Lines with "paid": copy each one from the listing below.

══ DATASET CONTENT ══

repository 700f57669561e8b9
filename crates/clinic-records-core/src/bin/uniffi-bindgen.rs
fn main() {
    uniffi::uniffi_bindgen_main()
}
impl TryFrom<FfiBillInput> for BillInput {
    type Error = ClinicError;

    fn try_from(input: FfiBillInput) -> Result<Self, Self::Error> {
        Ok(BillInput {
            patient_id: input.patient_id,
            patient_name: input.patient_name,
            date: parse_optional_date(input.date)?,
            items: input
                .items
                .into_iter()
                .map(|i| BillItem::new(i.description, i.quantity, i.unit_price))
                .collect(),
            total_amount: input.total_amount,
            status: input.status.map(|s| s.parse::<BillStatus>()).transpose()?,
            payment_method: input.payment_method,
            notes: input.notes,
        })
    }
}

/// FFI-safe patient analytics.
#[derive(Debug, Clone, uniffi::Record)]
pub struct FfiPatientAnalytics {
    pub total_patients: u32,
    pub male_patients: u32,
    pub female_patients: u32,
    pub other_patients: u32,
    pub average_age: u32,
    pub edited_this_month: u32,
    pub with_assigned_doctor: u32,
    pub age_band_labels: Vec<String>,
    pub age_band_counts: Vec<u32>,
    pub most_common_city: Option<String>,
    pub male_percentage: f64,
    pub female_percentage: f64,
    pub assigned_doctor_percentage: f64,
}

impl From<PatientAnalytics> for FfiPatientAnalytics {
    fn from(analytics: PatientAnalytics) -> Self {
        Self {
            total_patients: analytics.total_patients as u32,
            male_patients: analytics.by_gender.male as u32,
            female_patients: analytics.by_gender.female as u32,
            other_patients: analytics.by_gender.other as u32,
            average_age: analytics.average_age,
            edited_this_month: analytics.edited_this_month as u32,
            with_assigned_doctor: analytics.with_assigned_doctor as u32,
            age_band_labels: analytics.by_age_band.iter().map(|b| b.label.clone()).collect(),
            age_band_counts: analytics.by_age_band.iter().map(|b| b.count as u32).collect(),
            male_percentage: analytics.male_percentage(),
            female_percentage: analytics.female_percentage(),
            assigned_doctor_percentage: analytics.assigned_doctor_percentage(),
            most_common_city: analytics.most_common_city,
        }
    }
}

/// FFI-safe billing summary.
#[derive(Debug, Clone, uniffi::Record)]
pub struct FfiBillingSummary {
    pub total_bills: u32,
    pub total_revenue: f64,
    pub paid: u32,
    pub pending: u32,
    pub cancelled: u32,
}

impl From<BillingSummary> for FfiBillingSummary {
    fn from(summary: BillingSummary) -> Self {
        Self {
            total_bills: summary.total_bills as u32,
            total_revenue: summary.total_revenue,
            paid: summary.paid as u32,
            pending: summary.pending as u32,
            cancelled: summary.cancelled as u32,
        }
    }
}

═══

### SOLUTION TO THE EXERCISE
    pub paid: u32,
            paid: summary.paid as u32,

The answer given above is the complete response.